• **Work to be completed**: Give only the number of lines in these records that contain the word "endpoints".

(Saved data entries)
//! Big-endian integer serialization for the NTP wire format.
//!
//! All multi-byte fields of an NTP packet cross the wire in network byte
//! order. The two free functions here are pure and stateless; the caller
//! guarantees that the buffer holds at least [`NetInt::WIDTH`] bytes.

use core::mem::size_of;

/// An unsigned integer that can be moved in and out of a raw data buffer
/// in big-endian order.
pub trait NetInt: Copy {
    /// Width of the integer in bytes.
    const WIDTH: usize;

    /// Reads a value from the first `WIDTH` bytes of `buf`.
    fn from_wire(buf: &[u8]) -> Self;

    /// Writes the value to the first `WIDTH` bytes of `buf`.
    fn to_wire(self, buf: &mut [u8]);
}

macro_rules! net_int_impl {
    ($($int:ty),*) => {
        $(
            impl NetInt for $int {
                const WIDTH: usize = size_of::<$int>();

                fn from_wire(buf: &[u8]) -> Self {
                    let mut raw = [0u8; size_of::<$int>()];
                    raw.copy_from_slice(&buf[..size_of::<$int>()]);
                    <$int>::from_be_bytes(raw)
                }

                fn to_wire(self, buf: &mut [u8]) {
                    buf[..size_of::<$int>()].copy_from_slice(&self.to_be_bytes());
                }
            }
        )*
    };
}

net_int_impl!(u8, u16, u32, u64);

/// Deserializes an integer from the beginning of a raw data buffer.
#[must_use]
pub fn deserialize<T: NetInt>(input: &[u8]) -> T {
    T::from_wire(input)
}

/// Serializes an integer to the beginning of a raw data buffer.
pub fn serialize<T: NetInt>(input: T, output: &mut [u8]) {
    input.to_wire(output);
}

#[cfg(test)]
mod tests {
    use super::{deserialize, serialize};

    #[test]
    fn deserialize_a_byte() {
        assert_eq!(deserialize::<u8>(&[0]), 0);
        assert_eq!(deserialize::<u8>(&[0xFF]), 0xFF);
    }

    #[test]
    fn deserialize_a_word() {
        assert_eq!(deserialize::<u16>(&[0, 0xFF]), 0xFF);
        assert_eq!(deserialize::<u16>(&[0x12, 0x34]), 0x1234);
    }

    #[test]
    fn deserialize_a_double_word() {
        assert_eq!(deserialize::<u32>(&[0x12, 0x34, 0x56, 0x78]), 0x1234_5678);
    }

    #[test]
    fn deserialize_a_quad_word() {
        let data = [0x01, 0x23, 0x45, 0x67, 0x89, 0xAB, 0xCD, 0xEF];
        assert_eq!(deserialize::<u64>(&data), 0x0123_4567_89AB_CDEF);
    }

    #[test]
    fn serialize_a_byte() {
        let mut data = [1u8];
        serialize::<u8>(0, &mut data);
        assert_eq!(data, [0]);
        serialize::<u8>(0xFF, &mut data);
        assert_eq!(data, [0xFF]);
    }

    #[test]
    fn serialize_a_word() {
        let mut data = [1u8; 2];
        serialize::<u16>(0, &mut data);
        assert_eq!(data, [0, 0]);
        serialize::<u16>(0x1234, &mut data);
        assert_eq!(data, [0x12, 0x34]);
    }

    #[test]
    fn serialize_a_double_word() {
        let mut data = [1u8; 4];
        serialize::<u32>(0x1234_5678, &mut data);
        assert_eq!(data, [0x12, 0x34, 0x56, 0x78]);
    }

    #[test]
    fn serialize_a_quad_word() {
        let mut data = [1u8; 8];
        serialize::<u64>(0x0123_4567_89AB_CDEF, &mut data);
        assert_eq!(data, [0x01, 0x23, 0x45, 0x67, 0x89, 0xAB, 0xCD, 0xEF]);
    }

    #[test]
    fn round_trip_over_the_range_of_u16() {
        let mut data = [1u8; 2];
        for i in 0..=u16::MAX {
            serialize(i, &mut data);
            assert_eq!(deserialize::<u16>(&data), i);
        }
    }

    #[test]
    fn serialize_into_a_larger_buffer() {
        let mut data = [0xAAu8; 6];
        serialize::<u32>(0x0102_0304, &mut data);
        assert_eq!(data, [0x01, 0x02, 0x03, 0x04, 0xAA, 0xAA]);
    }
}
//! One NTP query from start to end: name resolution, endpoint failover,
//! deadline enforcement, and status mapping.

use std::net::SocketAddr;
use std::sync::Arc;
use std::time::Duration;

use log::debug;
use tokio::net::lookup_host;
use tokio::runtime::Handle;
use tokio::sync::watch;
use tokio::task::JoinHandle;
use tokio::time;

use crate::packet::Packet;

pub mod series;
pub mod single;

use single::Fault;

/// Default end-to-end query timeout.
pub const DEFAULT_TIMEOUT: Duration = Duration::from_millis(5000);

/// NTP port used when the queried server name does not carry one.
const DEFAULT_PORT: &str = "123";

/// Final status of a NTP query.
#[derive(Debug, Clone, Copy, PartialEq, Eq, Hash)]
pub enum Status {
    /// The server domain name is not resolved.
    ResolveError,
    /// The client packet is not sent to the server.
    SendError,
    /// The server packet is not received by the client.
    ReceiveError,
    /// The query timed out while waiting for the server's packet.
    TimeoutError,
    /// The client cancelled the query.
    Cancelled,
    /// The client received the server's packet successfully.
    Succeeded,
}

/// Everything a finished query reports back to its caller.
#[derive(Debug, Clone)]
pub struct QueryResult {
    /// NTP server name as it was provided by the caller.
    pub server: String,
    /// Address of the endpoint the terminal attempt targeted, if the server
    /// name was resolved and an attempt was reached.
    pub address: Option<SocketAddr>,
    /// Final status of the query.
    pub status: Status,
    /// The server's reply on success, the unsent client packet on a send
    /// error, or a null packet otherwise.
    pub packet: Packet,
    /// Elapsed time of the terminal attempt, or zero if none was reached.
    pub round_trip: Duration,
}

/// Type of query callback.
pub type Callback = Arc<dyn Fn(QueryResult) + Send + Sync>;

/// A cancellable handle to one NTP query in flight.
///
/// The query itself runs as a task on the runtime it was started on; the
/// handle only carries the cancellation signal and a liveness check, so
/// dropping it neither cancels nor detaches the query.
pub struct Query {
    signal: watch::Sender<bool>,
    pub(crate) task: JoinHandle<()>,
}

impl Query {
    /// Starts querying all resolved addresses of `server` one at a time
    /// until success, reporting the result through `callback` exactly once.
    ///
    /// `server` is a domain name or an IP address, optionally along with a
    /// numeric port number in the form `host[:port]`. The default port is
    /// 123. `timeout` is the end-to-end ceiling on the whole query; the
    /// per-attempt and per-series deadlines apply beneath it.
    pub fn start(runtime: &Handle, server: &str, callback: Callback, timeout: Duration) -> Self {
        let (signal, watcher) = watch::channel(false);
        let task = runtime.spawn(run(server.to_owned(), callback, timeout, watcher));
        Self { signal, task }
    }

    /// Cancels the query, reporting [`Status::Cancelled`] to the caller.
    /// Safe to call from any thread, any number of times, at any point of
    /// the query's life.
    pub fn cancel(&self) {
        let _ = self.signal.send(true);
    }

    /// Returns whether the query has finished and its callback has run.
    #[must_use]
    pub fn is_finished(&self) -> bool {
        self.task.is_finished()
    }
}

/// Resolves once the cancellation signal fires. If the signal's sender is
/// gone the query can no longer be cancelled, so the future parks forever
/// instead.
pub(crate) async fn cancelled(signal: &mut watch::Receiver<bool>) {
    if signal.wait_for(|cancel| *cancel).await.is_err() {
        std::future::pending::<()>().await;
    }
}

async fn run(server: String, callback: Callback, timeout: Duration, mut cancel: watch::Receiver<bool>) {
    debug!("querying {server} within {timeout:?}");
    let watcher = cancel.clone();
    let result = tokio::select! {
        biased;
        _ = cancelled(&mut cancel) => QueryResult {
            server: server.clone(),
            address: None,
            status: Status::Cancelled,
            packet: Packet::default(),
            round_trip: Duration::ZERO,
        },
        () = time::sleep(timeout) => QueryResult {
            server: server.clone(),
            address: None,
            status: Status::TimeoutError,
            packet: Packet::default(),
            round_trip: Duration::ZERO,
        },
        result = resolve_and_query(&server, watcher) => result,
    };
    debug!("{} finished with {:?}", result.server, result.status);
    callback(result);
}

async fn resolve_and_query(server: &str, cancel: watch::Receiver<bool>) -> QueryResult {
    let endpoints = match resolve(server).await {
        Some(endpoints) => endpoints,
        None => {
            debug!("failed to resolve {server}");
            return QueryResult {
                server: server.to_owned(),
                address: None,
                status: Status::ResolveError,
                packet: Packet::default(),
                round_trip: Duration::ZERO,
            };
        }
    };
    debug!("resolved {server} to {} address(es)", endpoints.len());
    let exchange = series::run(
        &endpoints,
        series::DEFAULT_TIMEOUT,
        single::DEFAULT_TIMEOUT,
        cancel,
    )
    .await;
    QueryResult {
        server: server.to_owned(),
        address: Some(exchange.endpoint),
        status: match exchange.fault {
            None => Status::Succeeded,
            Some(Fault::Send) => Status::SendError,
            Some(Fault::Receive) => Status::ReceiveError,
            Some(Fault::Timeout) => Status::TimeoutError,
            Some(Fault::Cancelled) => Status::Cancelled,
        },
        packet: exchange.packet,
        round_trip: exchange.round_trip,
    }
}

async fn resolve(server: &str) -> Option<Vec<SocketAddr>> {
    let (host, port) = match server.split_once(':') {
        Some((host, port)) => (host, port),
        None => (server, DEFAULT_PORT),
    };
    let port = port.parse::<u16>().ok()?;
    let endpoints: Vec<SocketAddr> = lookup_host((host, port)).await.ok()?.collect();
    if endpoints.is_empty() {
        None
    } else {
        Some(endpoints)
    }
}
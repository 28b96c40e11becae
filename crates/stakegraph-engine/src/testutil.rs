//! Shared fixtures for the engine test modules.

use std::sync::{Arc, Mutex};

use stakegraph_core::error::StakeError;
use stakegraph_core::params::LedgerParams;
use stakegraph_core::types::{AccountId, AssetId, Balance};
use stakegraph_store::StakeDb;

use crate::engine::{NullLedger, StakeEngine, TokenLedger};

pub fn engine(name: &str) -> StakeEngine {
    engine_with_ledger(name, Arc::new(NullLedger))
}

pub fn engine_with_ledger(name: &str, ledger: Arc<dyn TokenLedger>) -> StakeEngine {
    let dir = std::env::temp_dir().join(format!("stakegraph_engine_test_{name}"));
    let _ = std::fs::remove_dir_all(&dir);
    let db = Arc::new(StakeDb::open(&dir).expect("open temp db"));
    StakeEngine::new(db, ledger)
}

/// Three proxy levels, four vesting steps of 100 seconds each.
pub fn base_params(asset: AssetId) -> LedgerParams {
    LedgerParams {
        asset,
        max_fanout: vec![8, 8, 8],
        payout_step_secs: 100,
        payout_steps: 4,
        min_own_staked_for_election: 0,
    }
}

/// Token ledger that records every outbound transfer.
#[derive(Default)]
pub struct RecordingLedger {
    out: Mutex<Vec<(AccountId, Balance)>>,
}

impl RecordingLedger {
    pub fn transfers(&self) -> Vec<(AccountId, Balance)> {
        self.out.lock().expect("ledger mutex").clone()
    }
}

impl TokenLedger for RecordingLedger {
    fn transfer_out(
        &self,
        _asset: AssetId,
        account: &AccountId,
        amount: Balance,
    ) -> Result<(), StakeError> {
        self.out.lock().expect("ledger mutex").push((*account, amount));
        Ok(())
    }
}
use thiserror::Error;

#[derive(Debug, Error)]
pub enum StakeError {
    // ── User errors ──────────────────────────────────────────────────────────
    #[error("insufficient funds: need {need}, have {have}")]
    InsufficientFunds { need: u64, have: u64 },

    #[error("proxy level violation: grantor level {grantor_level} must exceed agent level {agent_level}")]
    LevelViolation { grantor_level: u8, agent_level: u8 },

    #[error("fan-out exceeded: level {level} allows at most {max} outgoing grants")]
    FanoutExceeded { level: u8, max: u16 },

    #[error("terms edit is a no-op")]
    TermsUnchanged,

    #[error("agent terms violate the grant's break terms: {0}")]
    TermsViolation(String),

    #[error("not found: {0}")]
    NotFound(String),

    #[error("already exists: {0}")]
    AlreadyExists(String),

    #[error("basis-point value out of range: {0}")]
    BadBps(u16),

    #[error("invalid parameters: {0}")]
    BadParams(String),

    // ── Fatal ────────────────────────────────────────────────────────────────
    /// Internal consistency failure. Indicates a logic bug, never a user
    /// error; callers must not retry.
    #[error("system invariant violated: {0}")]
    SystemInvariant(String),

    // ── Serialization / storage ──────────────────────────────────────────────
    #[error("serialization error: {0}")]
    Serialization(String),

    #[error("storage error: {0}")]
    Storage(String),
}
//! Agent registry: creation, proxy levels, signing keys, and the terms
//! (fee / self-stake floor / break conditions) agents and grantors publish
//! to each other.

use tracing::{info, warn};

use stakegraph_core::error::StakeError;
use stakegraph_core::record::Grant;
use stakegraph_core::types::{AccountId, AssetId, Balance, Bps, SigningKey, BPS_DENOM};

use crate::engine::StakeEngine;
use crate::traversal::{reclaim, refresh_proxied};

impl StakeEngine {
    /// Ensure an agent record exists; idempotent.
    pub fn open_agent(&self, asset: AssetId, account: &AccountId) -> Result<(), StakeError> {
        let mut tx = self.begin(asset)?;
        tx.open_agent(account)?;
        tx.commit()?;
        Ok(())
    }

    /// Create an agent record, failing if one already exists.
    pub fn create_agent(&self, asset: AssetId, account: &AccountId) -> Result<(), StakeError> {
        let mut tx = self.begin(asset)?;
        if tx.has_agent(account)? {
            return Err(StakeError::AlreadyExists(format!("agent {account}")));
        }
        tx.open_agent(account)?;
        tx.commit()?;
        info!(%asset, %account, "agent created");
        Ok(())
    }

    /// Move an agent to a new proxy level.
    ///
    /// Every existing edge must stay strictly descending afterwards, and
    /// the new level's fan-out cap must cover the current outgoing grants.
    pub fn set_proxy_level(
        &self,
        asset: AssetId,
        account: &AccountId,
        level: u8,
    ) -> Result<(), StakeError> {
        let mut tx = self.begin(asset)?;
        if level > tx.params().max_level() {
            return Err(StakeError::BadParams(format!(
                "proxy level {level} exceeds maximum {}",
                tx.params().max_level()
            )));
        }
        let current = tx.open_agent(account)?.proxy_level;
        if current == level {
            return Err(StakeError::TermsUnchanged);
        }

        let outgoing = tx.grants_of(account)?;
        let cap = tx.params().fanout_cap(level);
        if outgoing.len() > cap as usize {
            return Err(StakeError::FanoutExceeded { level, max: cap });
        }
        for g in &outgoing {
            let child_level = tx.agent(&g.agent)?.proxy_level;
            if level <= child_level {
                return Err(StakeError::LevelViolation {
                    grantor_level: level,
                    agent_level: child_level,
                });
            }
        }
        for grantor in tx.grantors_of(account)? {
            let grantor_level = tx.agent(&grantor)?.proxy_level;
            if grantor_level <= level {
                return Err(StakeError::LevelViolation { grantor_level, agent_level: level });
            }
        }

        tx.agent_mut(account)?.set_proxy_level(level);
        tx.commit()?;
        info!(%asset, %account, level, "proxy level set");
        Ok(())
    }

    /// Register (or clear) the agent's block-production signing key.
    pub fn set_signing_key(
        &self,
        asset: AssetId,
        account: &AccountId,
        key: Option<SigningKey>,
    ) -> Result<(), StakeError> {
        let mut tx = self.begin(asset)?;
        tx.open_agent(account)?.signing_key = key;
        tx.commit()?;
        info!(%asset, %account, registered = key.is_some(), "signing key set");
        Ok(())
    }

    /// Publish the agent's fee and self-stake floor.
    ///
    /// Any incoming grant whose break conditions the new terms violate is
    /// force-broken: its shares are redeemed on the spot and the value
    /// returned to the grantor's unproxied balance.
    pub fn set_agent_terms(
        &self,
        asset: AssetId,
        account: &AccountId,
        fee_bps: Bps,
        min_own_staked: Balance,
    ) -> Result<(), StakeError> {
        if fee_bps as u64 > BPS_DENOM {
            return Err(StakeError::BadBps(fee_bps));
        }
        let mut tx = self.begin(asset)?;
        {
            let a = tx.open_agent(account)?;
            if a.fee_bps == fee_bps && a.min_own_staked == min_own_staked {
                return Err(StakeError::TermsUnchanged);
            }
            a.fee_bps = fee_bps;
            a.min_own_staked = min_own_staked;
        }

        let grantors = tx.grantors_of(account)?;
        let mut broke = false;
        for grantor in grantors {
            let edge = match tx.grant(&grantor, account)? {
                Some(e) => e,
                None => continue,
            };
            if fee_bps <= edge.break_fee_bps && min_own_staked >= edge.break_min_own_staked {
                continue;
            }
            if !broke {
                refresh_proxied(&mut tx, account)?;
                broke = true;
            }
            let amount = reclaim(&mut tx, account, edge.share)?;
            tx.delete_grant(&grantor, account);
            let g = tx.agent_mut(&grantor)?;
            g.proxied = g.proxied.saturating_sub(amount);
            g.set_balance(g.balance + amount);
            warn!(%asset, %grantor, agent = %account, amount, "grant force-broken by terms change");
        }

        tx.commit()?;
        info!(%asset, %account, fee_bps, min_own_staked, "agent terms set");
        Ok(())
    }

    /// Publish a grantor's terms for one edge: the auto-route percentage for
    /// new inbound stake and the break conditions protecting the grantor
    /// against the agent's future terms changes.
    pub fn set_grant_terms(
        &self,
        asset: AssetId,
        grantor: &AccountId,
        agent: &AccountId,
        pct_bps: Bps,
        break_fee_bps: Bps,
        break_min_own_staked: Balance,
    ) -> Result<(), StakeError> {
        if pct_bps as u64 > BPS_DENOM {
            return Err(StakeError::BadBps(pct_bps));
        }
        if break_fee_bps as u64 > BPS_DENOM {
            return Err(StakeError::BadBps(break_fee_bps));
        }
        let mut tx = self.begin(asset)?;
        let grantor_level = tx.open_agent(grantor)?.proxy_level;
        let target = tx.agent(agent)?;
        let (agent_level, agent_fee, agent_floor) =
            (target.proxy_level, target.fee_bps, target.min_own_staked);
        if grantor_level <= agent_level {
            return Err(StakeError::LevelViolation { grantor_level, agent_level });
        }
        if agent_fee > break_fee_bps || agent_floor < break_min_own_staked {
            return Err(StakeError::TermsViolation(format!(
                "agent {agent} terms (fee {agent_fee} bps, floor {agent_floor}) \
                 outside break conditions"
            )));
        }

        let existing = tx.grant(grantor, agent)?;
        let pct_sum: u64 = tx
            .grants_of(grantor)?
            .iter()
            .filter(|g| g.agent != *agent)
            .map(|g| g.pct_bps as u64)
            .sum::<u64>()
            + pct_bps as u64;
        if pct_sum > BPS_DENOM {
            return Err(StakeError::BadParams(format!(
                "auto-route total {pct_sum} bps exceeds {BPS_DENOM}"
            )));
        }

        match existing {
            Some(mut edge) => {
                if edge.pct_bps == pct_bps
                    && edge.break_fee_bps == break_fee_bps
                    && edge.break_min_own_staked == break_min_own_staked
                {
                    return Err(StakeError::TermsUnchanged);
                }
                edge.pct_bps = pct_bps;
                edge.break_fee_bps = break_fee_bps;
                edge.break_min_own_staked = break_min_own_staked;
                if edge.is_empty() {
                    tx.delete_grant(grantor, agent);
                } else {
                    tx.put_grant(edge);
                }
            }
            None => {
                if pct_bps == 0 {
                    return Err(StakeError::TermsUnchanged);
                }
                let cap = tx.params().fanout_cap(grantor_level);
                let count = tx.grants_of(grantor)?.len();
                if count >= cap as usize {
                    return Err(StakeError::FanoutExceeded { level: grantor_level, max: cap });
                }
                let mut edge = Grant::new(asset, *grantor, *agent);
                edge.pct_bps = pct_bps;
                edge.break_fee_bps = break_fee_bps;
                edge.break_min_own_staked = break_min_own_staked;
                tx.put_grant(edge);
            }
        }

        tx.commit()?;
        info!(%asset, %grantor, %agent, pct_bps, "grant terms set");
        Ok(())
    }
}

• **Output of the task**: 7